- Sergei Eisenstein's premiere version opened with an unattributed quote from Leon Trotsky's "1905": The spirit of mutiny swept the land. A tremendous, mysterious process was taking place in countless hearts: the individual personality became dissolved in the mass, and the mass itself became dissolved in the revolutionary impetus. This quote was removed by Soviet censors in 1934, and replaced by a quotation from V.I. Lenin's "Revolutionary Days": Revolution is war. Of all the wars known in history, it is the only lawful, rightful, just and truly great war...In Russia this war has been declared and won. The original text was restored in 2004.
- In 2007, Stiftung Deutsche Kinemathek, Berlin, copyrighted a reconstruction of the Russian premiere version, with English titles copyrighted by Kino International Corp., and using Edmund Meisel's 1926 music score (written for the German version) played by the German Filmorchestra Babelsberg.

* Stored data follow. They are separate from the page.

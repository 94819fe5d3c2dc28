// webgl.rs - WebGL2 backend
//
// One canvas, one context, four programs. Every handle owns its own VAO and
// vertex buffer; draws set per-shape uniforms and issue a single
// `drawArrays`. World space is mapped to clip space through `u_half_extent`.

use std::cell::Cell;

use wasm_bindgen::JsCast;
use web_sys::{
    HtmlCanvasElement, HtmlElement, WebGl2RenderingContext as GL, WebGlBuffer, WebGlProgram,
    WebGlShader, WebGlUniformLocation, WebGlVertexArrayObject, WebglLoseContext, Window,
};

use crate::animation::{Material, Transform};
use crate::color::Color;
use crate::error::{Error, Result};
use crate::mesh::{Mesh, Vertex};
use crate::render::Backend;
use crate::viewport::{Viewport, VIEW_HALF_HEIGHT};

const SHAPE_VERT: &str = include_str!("shaders/shape.vert");
const INK_FRAG: &str = include_str!("shaders/ink.frag");
const GLOW_FRAG: &str = include_str!("shaders/glow.frag");
const LINE_FRAG: &str = include_str!("shaders/line.frag");
const VORTEX_VERT: &str = include_str!("shaders/vortex.vert");
const VORTEX_FRAG: &str = include_str!("shaders/vortex.frag");

const STRIDE: i32 = (Vertex::FLOATS * 4) as i32;

// ============================================================================
// PROGRAMS
// ============================================================================

struct Program {
    program: WebGlProgram,
    half_extent: Option<WebGlUniformLocation>,
    offset: Option<WebGlUniformLocation>,
    scale: Option<WebGlUniformLocation>,
    rotation: Option<WebGlUniformLocation>,
    depth: Option<WebGlUniformLocation>,
    time: Option<WebGlUniformLocation>,
    color: Option<WebGlUniformLocation>,
    resolution: Option<WebGlUniformLocation>,
}

impl Program {
    fn link(gl: &GL, vert_src: &str, frag_src: &str) -> Result<Self> {
        let vert = compile(gl, GL::VERTEX_SHADER, vert_src)?;
        let frag = compile(gl, GL::FRAGMENT_SHADER, frag_src)?;
        let program = gl
            .create_program()
            .ok_or_else(|| Error::Host("could not create program".into()))?;
        gl.attach_shader(&program, &vert);
        gl.attach_shader(&program, &frag);
        gl.link_program(&program);
        // Linked programs keep their own copy
        gl.delete_shader(Some(&vert));
        gl.delete_shader(Some(&frag));

        let linked = gl
            .get_program_parameter(&program, GL::LINK_STATUS)
            .as_bool()
            .unwrap_or(false);
        if !linked {
            let log = gl.get_program_info_log(&program).unwrap_or_default();
            gl.delete_program(Some(&program));
            return Err(Error::Shader { stage: "link", log });
        }

        let loc = |name: &str| gl.get_uniform_location(&program, name);
        Ok(Self {
            half_extent: loc("u_half_extent"),
            offset: loc("u_offset"),
            scale: loc("u_scale"),
            rotation: loc("u_rotation"),
            depth: loc("u_depth"),
            time: loc("u_time"),
            color: loc("u_color"),
            resolution: loc("u_resolution"),
            program,
        })
    }
}

fn compile(gl: &GL, kind: u32, src: &str) -> Result<WebGlShader> {
    let stage = if kind == GL::VERTEX_SHADER { "vertex" } else { "fragment" };
    let shader = gl
        .create_shader(kind)
        .ok_or_else(|| Error::Host(format!("could not create {stage} shader")))?;
    gl.shader_source(&shader, src);
    gl.compile_shader(&shader);

    let ok = gl
        .get_shader_parameter(&shader, GL::COMPILE_STATUS)
        .as_bool()
        .unwrap_or(false);
    if ok {
        Ok(shader)
    } else {
        let log = gl.get_shader_info_log(&shader).unwrap_or_default();
        gl.delete_shader(Some(&shader));
        Err(Error::Shader { stage, log })
    }
}

struct Programs {
    ink: Program,
    vortex: Program,
    glow: Program,
    line: Program,
}

/// Link every `(vertex, fragment)` pair in order. On the first failure the
/// programs already linked are deleted again.
fn link_all(gl: &GL, sources: &[(&str, &str)]) -> Result<Vec<Program>> {
    let mut linked = Vec::with_capacity(sources.len());
    for &(vert, frag) in sources {
        match Program::link(gl, vert, frag) {
            Ok(p) => linked.push(p),
            Err(err) => {
                for p in &linked {
                    gl.delete_program(Some(&p.program));
                }
                tracing::debug!(deleted = linked.len(), "program link failed");
                return Err(err);
            }
        }
    }
    Ok(linked)
}

impl Programs {
    fn build(gl: &GL) -> Result<Self> {
        let sources = [(SHAPE_VERT, INK_FRAG), (VORTEX_VERT, VORTEX_FRAG), (SHAPE_VERT, GLOW_FRAG), (SHAPE_VERT, LINE_FRAG)];
        let mut linked = link_all(gl, &sources)?.into_iter();
        match (linked.next(), linked.next(), linked.next(), linked.next()) {
            (Some(ink), Some(vortex), Some(glow), Some(line)) => Ok(Self { ink, vortex, glow, line }),
            _ => Err(Error::Host("missing linked program".into())),
        }
    }

    fn for_material(&self, material: &Material) -> &Program {
        match material {
            Material::Ink { .. } => &self.ink,
            Material::Vortex => &self.vortex,
            Material::Glow { .. } => &self.glow,
            Material::Line { .. } => &self.line,
        }
    }

    fn delete(&self, gl: &GL) {
        for p in [&self.ink, &self.vortex, &self.glow, &self.line] {
            gl.delete_program(Some(&p.program));
        }
    }
}

// ============================================================================
// BACKEND
// ============================================================================

/// GPU side of one shape. Dropped by value in `release`.
pub struct GlHandle {
    vao: WebGlVertexArrayObject,
    buffer: WebGlBuffer,
    count: Cell<i32>,
    material: Material,
}

pub struct WebGlBackend {
    window: Window,
    canvas: HtmlCanvasElement,
    gl: GL,
    programs: Programs,
    viewport: Viewport,
    max_pixel_ratio: f64,
    floats: Vec<f32>,
    context_alive: bool,
}

impl WebGlBackend {
    /// Create a canvas inside `container` and set up the context.
    /// A browser without WebGL2 yields `Error::RenderingUnsupported`.
    /// A fixed `width`/`height` (CSS pixels) pins that side of the canvas;
    /// the other side fills the container. Nothing is appended on failure.
    pub fn mount(container: &HtmlElement, max_pixel_ratio: f64, width: Option<u32>, height: Option<u32>) -> Result<Self> {
        let window = web_sys::window().ok_or_else(|| Error::Host("no window".into()))?;
        let document = window.document().ok_or_else(|| Error::Host("no document".into()))?;

        let canvas: HtmlCanvasElement = document.create_element("canvas")?.dyn_into().map_err(|_| {
            Error::Host("created element is not a canvas".into())
        })?;
        let style = canvas.style();
        style.set_property("display", "block")?;
        style.set_property("width", &css_size(width))?;
        style.set_property("height", &css_size(height))?;

        let options = js_sys::Object::new();
        js_sys::Reflect::set(&options, &"antialias".into(), &true.into())?;
        js_sys::Reflect::set(&options, &"alpha".into(), &true.into())?;

        let gl: GL = canvas
            .get_context_with_context_options("webgl2", &options)
            .map_err(|e| Error::RenderingUnsupported(format!("{e:?}")))?
            .ok_or_else(|| Error::RenderingUnsupported("webgl2 context unavailable".into()))?
            .dyn_into()
            .map_err(|_| Error::RenderingUnsupported("context is not webgl2".into()))?;

        let programs = match Programs::build(&gl) {
            Ok(programs) => programs,
            Err(err) => {
                lose_context(&gl);
                return Err(err);
            }
        };

        gl.enable(GL::BLEND);
        gl.enable(GL::DEPTH_TEST);
        gl.depth_func(GL::LEQUAL);

        if let Err(err) = container.append_child(&canvas) {
            programs.delete(&gl);
            lose_context(&gl);
            return Err(err.into());
        }

        let max_pixel_ratio = if max_pixel_ratio.is_finite() && max_pixel_ratio > 0.0 { max_pixel_ratio } else { 1.0 };
        tracing::debug!(max_pixel_ratio, "webgl2 context ready");

        Ok(Self {
            window,
            canvas,
            gl,
            programs,
            viewport: Viewport::default(),
            max_pixel_ratio,
            floats: Vec::new(),
            context_alive: true,
        })
    }

    pub fn canvas(&self) -> &HtmlCanvasElement {
        &self.canvas
    }

    fn pixel_ratio(&self) -> f64 {
        self.window.device_pixel_ratio().clamp(1.0, self.max_pixel_ratio.max(1.0))
    }

    fn upload(&mut self, handle: &GlHandle, mesh: &Mesh) {
        mesh.write_floats(&mut self.floats);
        let data = js_sys::Float32Array::from(&self.floats[..]);
        self.gl.bind_buffer(GL::ARRAY_BUFFER, Some(&handle.buffer));
        self.gl.buffer_data_with_array_buffer_view(GL::ARRAY_BUFFER, &data, GL::DYNAMIC_DRAW);
        handle.count.set(mesh.len() as i32);
    }
}

impl Backend for WebGlBackend {
    type Handle = GlHandle;

    fn create(&mut self, material: Material, mesh: &Mesh) -> Result<GlHandle> {
        if !self.context_alive {
            return Err(Error::Host("context already released".into()));
        }
        let gl = &self.gl;
        let vao = gl.create_vertex_array().ok_or_else(|| Error::Host("could not create vertex array".into()))?;
        let buffer = match gl.create_buffer() {
            Some(b) => b,
            None => {
                gl.delete_vertex_array(Some(&vao));
                return Err(Error::Host("could not create buffer".into()));
            }
        };

        gl.bind_vertex_array(Some(&vao));
        gl.bind_buffer(GL::ARRAY_BUFFER, Some(&buffer));
        // pos, uv, alpha
        gl.enable_vertex_attrib_array(0);
        gl.vertex_attrib_pointer_with_i32(0, 2, GL::FLOAT, false, STRIDE, 0);
        gl.enable_vertex_attrib_array(1);
        gl.vertex_attrib_pointer_with_i32(1, 2, GL::FLOAT, false, STRIDE, 8);
        gl.enable_vertex_attrib_array(2);
        gl.vertex_attrib_pointer_with_i32(2, 1, GL::FLOAT, false, STRIDE, 16);

        let handle = GlHandle { vao, buffer, count: Cell::new(0), material };
        self.upload(&handle, mesh);
        self.gl.bind_vertex_array(None);
        Ok(handle)
    }

    fn update_mesh(&mut self, handle: &GlHandle, mesh: &Mesh) -> Result<()> {
        if !self.context_alive {
            return Err(Error::Host("context already released".into()));
        }
        self.upload(handle, mesh);
        Ok(())
    }

    fn begin_frame(&mut self, background: Color) {
        let [r, g, b] = background.to_array();
        self.gl.clear_color(r, g, b, 1.0);
        self.gl.clear(GL::COLOR_BUFFER_BIT | GL::DEPTH_BUFFER_BIT);
    }

    fn draw(&mut self, handle: &GlHandle, transform: &Transform, phase: f32) {
        let count = handle.count.get();
        if count == 0 {
            return;
        }
        let gl = &self.gl;
        let p = self.programs.for_material(&handle.material);
        gl.use_program(Some(&p.program));

        match handle.material {
            Material::Glow { .. } => {
                gl.blend_func(GL::SRC_ALPHA, GL::ONE);
                gl.depth_mask(false);
            }
            Material::Line { .. } => {
                gl.blend_func(GL::SRC_ALPHA, GL::ONE_MINUS_SRC_ALPHA);
                gl.depth_mask(false);
            }
            Material::Ink { .. } | Material::Vortex => {
                gl.blend_func(GL::SRC_ALPHA, GL::ONE_MINUS_SRC_ALPHA);
                gl.depth_mask(true);
            }
        }

        gl.uniform2f(p.half_extent.as_ref(), self.viewport.half_width(), VIEW_HALF_HEIGHT);
        gl.uniform2f(p.offset.as_ref(), transform.x, transform.y);
        gl.uniform2f(p.scale.as_ref(), transform.scale_x, transform.scale_y);
        gl.uniform1f(p.rotation.as_ref(), transform.rotation);
        gl.uniform1f(p.depth.as_ref(), transform.z);
        gl.uniform1f(p.time.as_ref(), phase);
        gl.uniform2f(p.resolution.as_ref(), self.viewport.width() as f32, self.viewport.height() as f32);
        if let Material::Ink { color } | Material::Glow { color } | Material::Line { color } = handle.material {
            let [r, g, b] = color.to_array();
            gl.uniform3f(p.color.as_ref(), r, g, b);
        }

        gl.bind_vertex_array(Some(&handle.vao));
        gl.draw_arrays(GL::TRIANGLES, 0, count);
    }

    fn end_frame(&mut self) {
        self.gl.bind_vertex_array(None);
        self.gl.depth_mask(true);
    }

    fn release(&mut self, handle: GlHandle) {
        self.gl.delete_buffer(Some(&handle.buffer));
        self.gl.delete_vertex_array(Some(&handle.vao));
    }

    fn resize(&mut self, viewport: Viewport) {
        self.viewport = viewport;
        let (w, h) = viewport.scaled(self.pixel_ratio());
        self.canvas.set_width(w);
        self.canvas.set_height(h);
        self.gl.viewport(0, 0, w as i32, h as i32);
    }

    fn detach_surface(&mut self) {
        if let Some(parent) = self.canvas.parent_node() {
            if parent.remove_child(&self.canvas).is_err() {
                tracing::debug!("canvas already detached");
            }
        }
    }

    fn release_context(&mut self) {
        if !self.context_alive {
            return;
        }
        self.context_alive = false;
        self.programs.delete(&self.gl);
        lose_context(&self.gl);
    }
}

fn css_size(fixed: Option<u32>) -> String {
    match fixed {
        Some(px) => format!("{px}px"),
        None => "100%".to_string(),
    }
}

fn lose_context(gl: &GL) {
    match gl.get_extension("WEBGL_lose_context") {
        Ok(Some(ext)) => ext.unchecked_into::<WebglLoseContext>().lose_context(),
        _ => tracing::debug!("WEBGL_lose_context unavailable; context left to the collector"),
    }
}

#[cfg(test)]
mod tests {
    use super::*;
    use wasm_bindgen_test::*;

    wasm_bindgen_test_configure!(run_in_browser);

    const BROKEN_FRAG: &str = "#version 300 es\nprecision mediump float;\nout vec4 frag;\nvoid main() { frag = nope; }\n";

    fn context() -> Option<GL> {
        let document = web_sys::window()?.document()?;
        let canvas: HtmlCanvasElement = document.create_element("canvas").ok()?.dyn_into().ok()?;
        canvas.get_context("webgl2").ok()??.dyn_into().ok()
    }

    #[wasm_bindgen_test]
    fn link_failure_reports_the_stage() {
        let Some(gl) = context() else { return };
        let result = link_all(&gl, &[(SHAPE_VERT, LINE_FRAG), (SHAPE_VERT, BROKEN_FRAG)]);
        assert!(matches!(result, Err(Error::Shader { stage: "fragment", .. })));
    }

    #[wasm_bindgen_test]
    fn every_program_links() {
        let Some(gl) = context() else { return };
        let programs = Programs::build(&gl).unwrap();
        programs.delete(&gl);
    }

    #[wasm_bindgen_test]
    fn losing_the_context_is_observable() {
        let Some(gl) = context() else { return };
        if gl.get_extension("WEBGL_lose_context").ok().flatten().is_none() {
            return;
        }
        lose_context(&gl);
        assert!(gl.is_context_lost());
    }

    #[wasm_bindgen_test]
    fn fixed_sides_get_pixels_the_rest_fills() {
        assert_eq!(css_size(Some(320)), "320px");
        assert_eq!(css_size(None), "100%");
    }
}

- The 29 April 1926 version, at the Apollo Theater, Berlin, under the auspices of Prometheus Films, was heavily censored under pressure from the Weimar authorities. Nearly a hundred feet of footage was cut (the equivalent of more than 50 shots) as well as a number of title cards. This version became the basis for the copies that traveled to the United States and England, where they were further censored. The Prometheus negative was returned from Germany to the USSR after the Second World War, and became the source for official export prints from 1949 on.
- Pankreutzer Potemkine, the Kino International restoration of Battleship Potemkin (1925), overseen by Enno Patalas and Anna Bohn with support from film museums in Berlin, London, and Moscow, premiered at the 2005 Berlin International Film Festival. This version was released on DVD in 2009 and Blu-ray in 2010, and theatrically in New York City and in the film archives' circuit in the USA and Canada.
- The 1926 premiere version had no cast list other than: Members of the Proletkult Theaters, Sailors of the Black Sea Fleet, The Sebastopol Fisherman's Union and the Inhabitants of Odessa.
- Pankreutzer Potemkine/Bronenosets Potiomkine is a sound version produced by Wilhelm Karl Gerst for Prometheus (Berlin), running 49 minutes at 24 fps, with German cards by Phil Jutzi and a score by composer and music conductor Edmund Meisel. This version was distributed in Berlin the 29 April 1926, and Sergei Eisenstein' attempted to see it but couldn't, because his visa expired some days before and he had to return to Moscou. Eventually he saw this version in London, in November 1929.
- The video version released by Republic Pictures has a softened Odessa Steps sequence, without the child being trampled by the running crowd, and shots of the mother's silent cry and her right eye shot by a bullet through her eye-glasses. The DVD version released by Image Entertainment features the unedited sequence.